- Prompt -
All of the lines below should be printed again exactly as they are.

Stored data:
________________

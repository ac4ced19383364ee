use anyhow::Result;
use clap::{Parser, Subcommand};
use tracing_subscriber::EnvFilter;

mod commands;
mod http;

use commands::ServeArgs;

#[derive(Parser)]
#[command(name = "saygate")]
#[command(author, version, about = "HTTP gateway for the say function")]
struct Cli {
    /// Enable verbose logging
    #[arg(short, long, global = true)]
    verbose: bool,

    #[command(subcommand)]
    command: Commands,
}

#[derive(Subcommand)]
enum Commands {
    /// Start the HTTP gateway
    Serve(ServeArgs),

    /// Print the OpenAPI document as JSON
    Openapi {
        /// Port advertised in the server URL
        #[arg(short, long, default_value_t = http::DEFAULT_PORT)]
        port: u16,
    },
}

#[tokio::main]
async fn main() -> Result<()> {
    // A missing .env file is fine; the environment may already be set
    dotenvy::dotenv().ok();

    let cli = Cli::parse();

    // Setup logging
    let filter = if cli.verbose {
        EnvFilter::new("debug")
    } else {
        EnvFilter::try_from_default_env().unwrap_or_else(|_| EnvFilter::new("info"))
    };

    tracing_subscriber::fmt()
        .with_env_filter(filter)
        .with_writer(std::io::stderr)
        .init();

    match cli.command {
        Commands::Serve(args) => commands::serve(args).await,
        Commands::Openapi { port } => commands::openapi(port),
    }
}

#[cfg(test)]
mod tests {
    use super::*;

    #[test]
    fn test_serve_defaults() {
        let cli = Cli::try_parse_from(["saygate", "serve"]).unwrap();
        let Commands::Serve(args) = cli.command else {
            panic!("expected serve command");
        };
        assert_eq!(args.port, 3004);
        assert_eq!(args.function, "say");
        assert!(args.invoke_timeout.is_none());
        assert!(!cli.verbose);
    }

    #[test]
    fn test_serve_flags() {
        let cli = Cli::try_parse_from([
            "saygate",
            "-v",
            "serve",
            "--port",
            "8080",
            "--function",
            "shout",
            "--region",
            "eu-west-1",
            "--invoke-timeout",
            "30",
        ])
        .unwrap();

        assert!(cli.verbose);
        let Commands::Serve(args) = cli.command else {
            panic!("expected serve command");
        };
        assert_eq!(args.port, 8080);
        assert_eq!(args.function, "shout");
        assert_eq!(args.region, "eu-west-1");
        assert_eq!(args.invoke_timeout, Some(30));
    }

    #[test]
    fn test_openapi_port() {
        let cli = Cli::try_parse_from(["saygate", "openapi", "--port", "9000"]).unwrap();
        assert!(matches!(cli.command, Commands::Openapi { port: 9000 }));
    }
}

________________

- Written solution -
repository ac4ced19383364ee
use anyhow::Result;
use clap::{Parser, Subcommand};
use tracing_subscriber::EnvFilter;

mod commands;
mod http;

use commands::ServeArgs;

#[derive(Parser)]
#[command(name = "saygate")]
#[command(author, version, about = "HTTP gateway for the say function")]
struct Cli {
    /// Enable verbose logging
    #[arg(short, long, global = true)]
    verbose: bool,

    #[command(subcommand)]
    command: Commands,
}

#[derive(Subcommand)]
enum Commands {
    /// Start the HTTP gateway
    Serve(ServeArgs),

    /// Print the OpenAPI document as JSON
    Openapi {
        /// Port advertised in the server URL
        #[arg(short, long, default_value_t = http::DEFAULT_PORT)]
        port: u16,
    },
}

#[tokio::main]
async fn main() -> Result<()> {
    // A missing .env file is fine; the environment may already be set
    dotenvy::dotenv().ok();

    let cli = Cli::parse();

    // Setup logging
    let filter = if cli.verbose {
        EnvFilter::new("debug")
    } else {
        EnvFilter::try_from_default_env().unwrap_or_else(|_| EnvFilter::new("info"))
    };

    tracing_subscriber::fmt()
        .with_env_filter(filter)
        .with_writer(std::io::stderr)
        .init();

    match cli.command {
        Commands::Serve(args) => commands::serve(args).await,
        Commands::Openapi { port } => commands::openapi(port),
    }
}

#[cfg(test)]
mod tests {
    use super::*;

    #[test]
    fn test_serve_defaults() {
        let cli = Cli::try_parse_from(["saygate", "serve"]).unwrap();
        let Commands::Serve(args) = cli.command else {
            panic!("expected serve command");
        };
        assert_eq!(args.port, 3004);
        assert_eq!(args.function, "say");
        assert!(args.invoke_timeout.is_none());
        assert!(!cli.verbose);
    }

    #[test]
    fn test_serve_flags() {
        let cli = Cli::try_parse_from([
            "saygate",
            "-v",
            "serve",
            "--port",
            "8080",
            "--function",
            "shout",
            "--region",
            "eu-west-1",
            "--invoke-timeout",
            "30",
        ])
        .unwrap();

        assert!(cli.verbose);
        let Commands::Serve(args) = cli.command else {
            panic!("expected serve command");
        };
        assert_eq!(args.port, 8080);
        assert_eq!(args.function, "shout");
        assert_eq!(args.region, "eu-west-1");
        assert_eq!(args.invoke_timeout, Some(30));
    }

    #[test]
    fn test_openapi_port() {
        let cli = Cli::try_parse_from(["saygate", "openapi", "--port", "9000"]).unwrap();
        assert!(matches!(cli.command, Commands::Openapi { port: 9000 }));
    }
}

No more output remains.